What the exercise asks:
The expected output is each entry, given again exactly.

*** Opening Available data ***

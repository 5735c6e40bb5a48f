//! Key/value persistence tiers backing the credential store.
//!
//! Reads never fail: a missing, unreadable or corrupt entry is reported as
//! absent and logged. Writes surface a `StorageError`.

use std::collections::{BTreeMap, HashMap};
use std::path::{Path, PathBuf};
use std::sync::Mutex;

use keyring::Entry;
use thiserror::Error;
use tracing::warn;

/// Keychain service name used by `KeyringStorage`.
const KEYRING_SERVICE: &str = "catalog-admin";

#[derive(Error, Debug)]
pub enum StorageError {
    #[error("Storage I/O error: {0}")]
    Io(#[from] std::io::Error),

    #[error("Failed to serialize stored value: {0}")]
    Serialize(#[from] serde_json::Error),

    #[error("Keychain error: {0}")]
    Keyring(String),
}

/// A synchronous string key/value store.
pub trait StorageBackend: Send + Sync {
    fn get(&self, key: &str) -> Option<String>;
    fn set(&self, key: &str, value: &str) -> Result<(), StorageError>;
    /// Removing a key that does not exist is not an error.
    fn remove(&self, key: &str) -> Result<(), StorageError>;
}

/// Storage that lives only as long as the process.
#[derive(Debug, Default)]
pub struct MemoryStorage {
    entries: Mutex<HashMap<String, String>>,
}

impl MemoryStorage {
    pub fn new() -> Self {
        Self::default()
    }
}

impl StorageBackend for MemoryStorage {
    fn get(&self, key: &str) -> Option<String> {
        let entries = self.entries.lock().unwrap_or_else(|e| e.into_inner());
        entries.get(key).cloned()
    }

    fn set(&self, key: &str, value: &str) -> Result<(), StorageError> {
        let mut entries = self.entries.lock().unwrap_or_else(|e| e.into_inner());
        entries.insert(key.to_string(), value.to_string());
        Ok(())
    }

    fn remove(&self, key: &str) -> Result<(), StorageError> {
        let mut entries = self.entries.lock().unwrap_or_else(|e| e.into_inner());
        entries.remove(key);
        Ok(())
    }
}

/// Durable storage kept as a single JSON object on disk.
pub struct FileStorage {
    path: PathBuf,
    // Serializes read-modify-write cycles within this process.
    write_lock: Mutex<()>,
}

impl FileStorage {
    pub fn new(path: PathBuf) -> Self {
        Self {
            path,
            write_lock: Mutex::new(()),
        }
    }

    pub fn path(&self) -> &Path {
        &self.path
    }

    fn read_map(&self) -> Result<BTreeMap<String, String>, StorageError> {
        if !self.path.exists() {
            return Ok(BTreeMap::new());
        }
        let contents = std::fs::read_to_string(&self.path)?;
        if contents.trim().is_empty() {
            return Ok(BTreeMap::new());
        }
        Ok(serde_json::from_str(&contents)?)
    }

    fn write_map(&self, map: &BTreeMap<String, String>) -> Result<(), StorageError> {
        if let Some(parent) = self.path.parent() {
            std::fs::create_dir_all(parent)?;
        }
        let contents = serde_json::to_string_pretty(map)?;
        std::fs::write(&self.path, contents)?;
        Ok(())
    }
}

impl StorageBackend for FileStorage {
    fn get(&self, key: &str) -> Option<String> {
        match self.read_map() {
            Ok(mut map) => map.remove(key),
            Err(e) => {
                warn!(path = %self.path.display(), error = %e, "Failed to read storage file");
                None
            }
        }
    }

    fn set(&self, key: &str, value: &str) -> Result<(), StorageError> {
        let _guard = self.write_lock.lock().unwrap_or_else(|e| e.into_inner());
        // A corrupt file is replaced by the next write
        let mut map = self.read_map().unwrap_or_default();
        map.insert(key.to_string(), value.to_string());
        self.write_map(&map)
    }

    fn remove(&self, key: &str) -> Result<(), StorageError> {
        let _guard = self.write_lock.lock().unwrap_or_else(|e| e.into_inner());
        if !self.path.exists() {
            return Ok(());
        }
        let mut map = self.read_map().unwrap_or_default();
        if map.remove(key).is_some() {
            self.write_map(&map)?;
        }
        Ok(())
    }
}

/// Durable storage in the OS keychain, one entry per key.
pub struct KeyringStorage {
    service: String,
}

impl KeyringStorage {
    pub fn new() -> Self {
        Self {
            service: KEYRING_SERVICE.to_string(),
        }
    }

    fn entry(&self, key: &str) -> Result<Entry, StorageError> {
        Entry::new(&self.service, key).map_err(|e| StorageError::Keyring(e.to_string()))
    }
}

impl Default for KeyringStorage {
    fn default() -> Self {
        Self::new()
    }
}

impl StorageBackend for KeyringStorage {
    fn get(&self, key: &str) -> Option<String> {
        let entry = self.entry(key).ok()?;
        match entry.get_password() {
            Ok(value) => Some(value),
            Err(keyring::Error::NoEntry) => None,
            Err(e) => {
                warn!(key = key, error = %e, "Failed to read keychain entry");
                None
            }
        }
    }

    fn set(&self, key: &str, value: &str) -> Result<(), StorageError> {
        self.entry(key)?
            .set_password(value)
            .map_err(|e| StorageError::Keyring(e.to_string()))
    }

    fn remove(&self, key: &str) -> Result<(), StorageError> {
        match self.entry(key)?.delete_credential() {
            Ok(()) | Err(keyring::Error::NoEntry) => Ok(()),
            Err(e) => Err(StorageError::Keyring(e.to_string())),
        }
    }
}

*** Closing Available data ***

Reply:
repository 5735c6e40bb5a48f
//! Key/value persistence tiers backing the credential store.
//!
//! Reads never fail: a missing, unreadable or corrupt entry is reported as
//! absent and logged. Writes surface a `StorageError`.

use std::collections::{BTreeMap, HashMap};
use std::path::{Path, PathBuf};
use std::sync::Mutex;

use keyring::Entry;
use thiserror::Error;
use tracing::warn;

/// Keychain service name used by `KeyringStorage`.
const KEYRING_SERVICE: &str = "catalog-admin";

#[derive(Error, Debug)]
pub enum StorageError {
    #[error("Storage I/O error: {0}")]
    Io(#[from] std::io::Error),

    #[error("Failed to serialize stored value: {0}")]
    Serialize(#[from] serde_json::Error),

    #[error("Keychain error: {0}")]
    Keyring(String),
}

/// A synchronous string key/value store.
pub trait StorageBackend: Send + Sync {
    fn get(&self, key: &str) -> Option<String>;
    fn set(&self, key: &str, value: &str) -> Result<(), StorageError>;
    /// Removing a key that does not exist is not an error.
    fn remove(&self, key: &str) -> Result<(), StorageError>;
}

/// Storage that lives only as long as the process.
#[derive(Debug, Default)]
pub struct MemoryStorage {
    entries: Mutex<HashMap<String, String>>,
}

impl MemoryStorage {
    pub fn new() -> Self {
        Self::default()
    }
}

impl StorageBackend for MemoryStorage {
    fn get(&self, key: &str) -> Option<String> {
        let entries = self.entries.lock().unwrap_or_else(|e| e.into_inner());
        entries.get(key).cloned()
    }

    fn set(&self, key: &str, value: &str) -> Result<(), StorageError> {
        let mut entries = self.entries.lock().unwrap_or_else(|e| e.into_inner());
        entries.insert(key.to_string(), value.to_string());
        Ok(())
    }

    fn remove(&self, key: &str) -> Result<(), StorageError> {
        let mut entries = self.entries.lock().unwrap_or_else(|e| e.into_inner());
        entries.remove(key);
        Ok(())
    }
}

/// Durable storage kept as a single JSON object on disk.
pub struct FileStorage {
    path: PathBuf,
    // Serializes read-modify-write cycles within this process.
    write_lock: Mutex<()>,
}

impl FileStorage {
    pub fn new(path: PathBuf) -> Self {
        Self {
            path,
            write_lock: Mutex::new(()),
        }
    }

    pub fn path(&self) -> &Path {
        &self.path
    }

    fn read_map(&self) -> Result<BTreeMap<String, String>, StorageError> {
        if !self.path.exists() {
            return Ok(BTreeMap::new());
        }
        let contents = std::fs::read_to_string(&self.path)?;
        if contents.trim().is_empty() {
            return Ok(BTreeMap::new());
        }
        Ok(serde_json::from_str(&contents)?)
    }

    fn write_map(&self, map: &BTreeMap<String, String>) -> Result<(), StorageError> {
        if let Some(parent) = self.path.parent() {
            std::fs::create_dir_all(parent)?;
        }
        let contents = serde_json::to_string_pretty(map)?;
        std::fs::write(&self.path, contents)?;
        Ok(())
    }
}

impl StorageBackend for FileStorage {
    fn get(&self, key: &str) -> Option<String> {
        match self.read_map() {
            Ok(mut map) => map.remove(key),
            Err(e) => {
                warn!(path = %self.path.display(), error = %e, "Failed to read storage file");
                None
            }
        }
    }

    fn set(&self, key: &str, value: &str) -> Result<(), StorageError> {
        let _guard = self.write_lock.lock().unwrap_or_else(|e| e.into_inner());
        // A corrupt file is replaced by the next write
        let mut map = self.read_map().unwrap_or_default();
        map.insert(key.to_string(), value.to_string());
        self.write_map(&map)
    }

    fn remove(&self, key: &str) -> Result<(), StorageError> {
        let _guard = self.write_lock.lock().unwrap_or_else(|e| e.into_inner());
        if !self.path.exists() {
            return Ok(());
        }
        let mut map = self.read_map().unwrap_or_default();
        if map.remove(key).is_some() {
            self.write_map(&map)?;
        }
        Ok(())
    }
}

/// Durable storage in the OS keychain, one entry per key.
pub struct KeyringStorage {
    service: String,
}

impl KeyringStorage {
    pub fn new() -> Self {
        Self {
            service: KEYRING_SERVICE.to_string(),
        }
    }

    fn entry(&self, key: &str) -> Result<Entry, StorageError> {
        Entry::new(&self.service, key).map_err(|e| StorageError::Keyring(e.to_string()))
    }
}

impl Default for KeyringStorage {
    fn default() -> Self {
        Self::new()
    }
}

impl StorageBackend for KeyringStorage {
    fn get(&self, key: &str) -> Option<String> {
        let entry = self.entry(key).ok()?;
        match entry.get_password() {
            Ok(value) => Some(value),
            Err(keyring::Error::NoEntry) => None,
            Err(e) => {
                warn!(key = key, error = %e, "Failed to read keychain entry");
                None
            }
        }
    }

    fn set(&self, key: &str, value: &str) -> Result<(), StorageError> {
        self.entry(key)?
            .set_password(value)
            .map_err(|e| StorageError::Keyring(e.to_string()))
    }

    fn remove(&self, key: &str) -> Result<(), StorageError> {
        match self.entry(key)?.delete_credential() {
            Ok(()) | Err(keyring::Error::NoEntry) => Ok(()),
            Err(e) => Err(StorageError::Keyring(e.to_string())),
        }
    }
}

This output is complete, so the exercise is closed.